◆ Task objective:
The required answer is every line of the data containing the word "anchor".

(Saved data entries)
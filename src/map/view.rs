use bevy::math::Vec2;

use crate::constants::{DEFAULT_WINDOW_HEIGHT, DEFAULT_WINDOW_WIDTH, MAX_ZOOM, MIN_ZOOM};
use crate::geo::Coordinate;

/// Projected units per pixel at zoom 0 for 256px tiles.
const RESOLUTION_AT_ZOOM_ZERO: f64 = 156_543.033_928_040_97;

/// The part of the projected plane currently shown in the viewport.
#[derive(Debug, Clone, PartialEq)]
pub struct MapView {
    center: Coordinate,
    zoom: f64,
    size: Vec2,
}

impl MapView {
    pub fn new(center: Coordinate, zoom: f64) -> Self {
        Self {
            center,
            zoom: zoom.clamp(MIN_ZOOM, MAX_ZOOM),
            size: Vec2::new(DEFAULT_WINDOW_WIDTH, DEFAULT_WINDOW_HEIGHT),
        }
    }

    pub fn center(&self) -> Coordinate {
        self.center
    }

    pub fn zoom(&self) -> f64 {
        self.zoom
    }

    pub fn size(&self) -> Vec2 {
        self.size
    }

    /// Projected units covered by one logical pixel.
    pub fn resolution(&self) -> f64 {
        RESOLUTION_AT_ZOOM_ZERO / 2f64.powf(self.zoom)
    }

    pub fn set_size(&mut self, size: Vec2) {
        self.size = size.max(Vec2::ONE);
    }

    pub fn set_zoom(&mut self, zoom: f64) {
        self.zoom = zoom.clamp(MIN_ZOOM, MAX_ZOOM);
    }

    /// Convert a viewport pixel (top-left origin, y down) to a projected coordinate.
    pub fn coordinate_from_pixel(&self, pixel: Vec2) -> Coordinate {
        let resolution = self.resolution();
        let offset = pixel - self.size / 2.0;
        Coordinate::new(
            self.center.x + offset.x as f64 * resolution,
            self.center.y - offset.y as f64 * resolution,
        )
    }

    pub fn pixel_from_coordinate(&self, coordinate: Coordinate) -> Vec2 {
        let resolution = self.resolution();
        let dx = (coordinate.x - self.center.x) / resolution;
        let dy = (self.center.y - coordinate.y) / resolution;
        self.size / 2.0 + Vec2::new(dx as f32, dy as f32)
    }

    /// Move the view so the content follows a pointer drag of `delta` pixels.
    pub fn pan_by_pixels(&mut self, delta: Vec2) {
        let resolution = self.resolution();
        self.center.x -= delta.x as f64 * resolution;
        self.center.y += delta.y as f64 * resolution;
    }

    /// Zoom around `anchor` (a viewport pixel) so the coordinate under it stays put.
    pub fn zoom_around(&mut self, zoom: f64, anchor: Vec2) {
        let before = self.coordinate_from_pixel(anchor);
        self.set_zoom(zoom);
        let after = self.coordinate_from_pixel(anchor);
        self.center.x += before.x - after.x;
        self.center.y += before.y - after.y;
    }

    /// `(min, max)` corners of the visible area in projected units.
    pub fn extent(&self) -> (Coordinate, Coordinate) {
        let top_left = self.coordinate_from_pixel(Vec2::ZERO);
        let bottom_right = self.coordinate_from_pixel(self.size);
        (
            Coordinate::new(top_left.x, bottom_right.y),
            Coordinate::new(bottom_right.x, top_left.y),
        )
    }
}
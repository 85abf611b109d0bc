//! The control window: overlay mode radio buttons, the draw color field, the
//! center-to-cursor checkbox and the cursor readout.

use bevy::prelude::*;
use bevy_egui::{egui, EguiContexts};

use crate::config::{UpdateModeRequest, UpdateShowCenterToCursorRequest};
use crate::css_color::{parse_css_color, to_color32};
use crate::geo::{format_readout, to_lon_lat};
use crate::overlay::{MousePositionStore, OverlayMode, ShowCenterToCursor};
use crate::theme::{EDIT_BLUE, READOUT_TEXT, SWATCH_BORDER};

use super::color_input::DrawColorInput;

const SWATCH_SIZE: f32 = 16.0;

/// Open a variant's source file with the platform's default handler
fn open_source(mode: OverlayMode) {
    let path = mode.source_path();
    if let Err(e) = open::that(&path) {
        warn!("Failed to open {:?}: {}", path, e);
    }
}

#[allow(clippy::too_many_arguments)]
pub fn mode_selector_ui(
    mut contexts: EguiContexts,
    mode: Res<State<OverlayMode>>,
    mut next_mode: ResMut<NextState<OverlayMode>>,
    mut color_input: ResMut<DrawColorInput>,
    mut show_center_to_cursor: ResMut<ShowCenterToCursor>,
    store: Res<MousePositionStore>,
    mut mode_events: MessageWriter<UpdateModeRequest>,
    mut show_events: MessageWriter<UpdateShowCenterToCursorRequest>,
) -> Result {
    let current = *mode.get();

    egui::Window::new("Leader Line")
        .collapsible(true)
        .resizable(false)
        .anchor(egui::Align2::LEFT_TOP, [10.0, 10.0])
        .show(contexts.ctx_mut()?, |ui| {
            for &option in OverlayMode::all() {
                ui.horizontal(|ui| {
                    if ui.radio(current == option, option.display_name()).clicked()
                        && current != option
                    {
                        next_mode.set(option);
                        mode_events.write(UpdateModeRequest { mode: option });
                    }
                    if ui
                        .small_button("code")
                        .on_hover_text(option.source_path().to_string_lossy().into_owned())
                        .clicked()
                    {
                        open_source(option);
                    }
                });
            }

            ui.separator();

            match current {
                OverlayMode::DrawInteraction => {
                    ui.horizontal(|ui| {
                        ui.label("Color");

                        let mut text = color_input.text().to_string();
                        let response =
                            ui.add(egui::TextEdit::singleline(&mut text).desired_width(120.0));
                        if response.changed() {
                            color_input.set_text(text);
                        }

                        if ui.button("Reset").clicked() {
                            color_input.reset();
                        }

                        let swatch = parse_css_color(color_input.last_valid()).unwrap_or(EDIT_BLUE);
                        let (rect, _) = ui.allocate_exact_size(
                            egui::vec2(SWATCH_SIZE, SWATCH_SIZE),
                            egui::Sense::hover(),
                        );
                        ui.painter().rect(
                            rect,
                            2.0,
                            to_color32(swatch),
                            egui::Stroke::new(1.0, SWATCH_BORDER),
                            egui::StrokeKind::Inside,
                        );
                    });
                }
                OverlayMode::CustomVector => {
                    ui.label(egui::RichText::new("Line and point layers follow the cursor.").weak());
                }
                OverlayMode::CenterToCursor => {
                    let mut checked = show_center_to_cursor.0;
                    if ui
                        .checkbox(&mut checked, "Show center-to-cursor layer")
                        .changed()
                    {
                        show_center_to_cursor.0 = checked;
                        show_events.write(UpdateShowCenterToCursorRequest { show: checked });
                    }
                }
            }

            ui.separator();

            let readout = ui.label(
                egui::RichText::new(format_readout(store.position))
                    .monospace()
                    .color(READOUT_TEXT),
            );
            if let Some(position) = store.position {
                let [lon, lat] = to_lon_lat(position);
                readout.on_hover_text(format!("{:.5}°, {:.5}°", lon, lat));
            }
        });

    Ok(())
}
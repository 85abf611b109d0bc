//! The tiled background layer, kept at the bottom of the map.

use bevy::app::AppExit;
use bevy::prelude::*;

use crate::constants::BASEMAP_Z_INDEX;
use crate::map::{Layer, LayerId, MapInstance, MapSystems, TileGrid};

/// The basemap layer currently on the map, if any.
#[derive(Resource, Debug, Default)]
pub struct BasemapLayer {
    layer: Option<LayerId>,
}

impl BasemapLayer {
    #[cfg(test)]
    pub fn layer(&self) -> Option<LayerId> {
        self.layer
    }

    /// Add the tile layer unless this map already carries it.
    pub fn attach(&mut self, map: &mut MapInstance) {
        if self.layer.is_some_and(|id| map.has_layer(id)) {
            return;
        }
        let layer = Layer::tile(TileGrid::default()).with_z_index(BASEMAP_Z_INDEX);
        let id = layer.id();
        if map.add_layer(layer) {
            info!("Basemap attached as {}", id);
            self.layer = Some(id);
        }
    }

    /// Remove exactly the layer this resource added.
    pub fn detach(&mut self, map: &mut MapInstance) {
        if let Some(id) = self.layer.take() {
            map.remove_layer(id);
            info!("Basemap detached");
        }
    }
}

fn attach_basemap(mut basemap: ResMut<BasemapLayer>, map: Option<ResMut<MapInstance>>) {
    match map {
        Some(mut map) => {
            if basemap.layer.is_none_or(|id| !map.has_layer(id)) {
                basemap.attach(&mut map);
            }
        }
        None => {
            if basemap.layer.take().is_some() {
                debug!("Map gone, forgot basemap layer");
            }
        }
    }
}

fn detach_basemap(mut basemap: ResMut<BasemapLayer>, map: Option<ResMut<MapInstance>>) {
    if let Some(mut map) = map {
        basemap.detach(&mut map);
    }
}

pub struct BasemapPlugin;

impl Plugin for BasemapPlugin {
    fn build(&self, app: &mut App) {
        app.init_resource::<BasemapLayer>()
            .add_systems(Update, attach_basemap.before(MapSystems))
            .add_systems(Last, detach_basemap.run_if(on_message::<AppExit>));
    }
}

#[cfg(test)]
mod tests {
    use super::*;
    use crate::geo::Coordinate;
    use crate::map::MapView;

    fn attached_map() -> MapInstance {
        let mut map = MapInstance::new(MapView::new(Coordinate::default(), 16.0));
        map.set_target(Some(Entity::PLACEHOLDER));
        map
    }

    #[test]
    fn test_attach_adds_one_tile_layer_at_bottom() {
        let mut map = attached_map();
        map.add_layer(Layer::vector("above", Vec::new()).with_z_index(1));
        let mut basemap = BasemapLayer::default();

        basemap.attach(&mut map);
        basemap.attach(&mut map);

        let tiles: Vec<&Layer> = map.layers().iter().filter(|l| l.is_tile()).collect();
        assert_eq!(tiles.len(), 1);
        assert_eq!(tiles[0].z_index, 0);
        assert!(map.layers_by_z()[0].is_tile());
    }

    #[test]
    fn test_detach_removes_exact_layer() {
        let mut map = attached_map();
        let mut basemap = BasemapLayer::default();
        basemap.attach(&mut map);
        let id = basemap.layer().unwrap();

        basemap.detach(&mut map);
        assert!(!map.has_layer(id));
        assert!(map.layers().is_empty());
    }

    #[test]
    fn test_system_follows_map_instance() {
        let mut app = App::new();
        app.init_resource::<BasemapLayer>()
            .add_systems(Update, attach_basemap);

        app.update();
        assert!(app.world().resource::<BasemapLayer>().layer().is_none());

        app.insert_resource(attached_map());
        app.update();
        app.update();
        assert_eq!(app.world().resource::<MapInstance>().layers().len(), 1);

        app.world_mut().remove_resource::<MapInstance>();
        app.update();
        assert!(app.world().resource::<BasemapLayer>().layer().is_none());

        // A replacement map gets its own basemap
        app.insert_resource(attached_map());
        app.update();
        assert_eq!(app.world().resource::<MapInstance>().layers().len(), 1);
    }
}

◆ Response to this exercise:
    /// Zoom around `anchor` (a viewport pixel) so the coordinate under it stays put.
    pub fn zoom_around(&mut self, zoom: f64, anchor: Vec2) {
        let before = self.coordinate_from_pixel(anchor);
        let after = self.coordinate_from_pixel(anchor);
        .anchor(egui::Align2::LEFT_TOP, [10.0, 10.0])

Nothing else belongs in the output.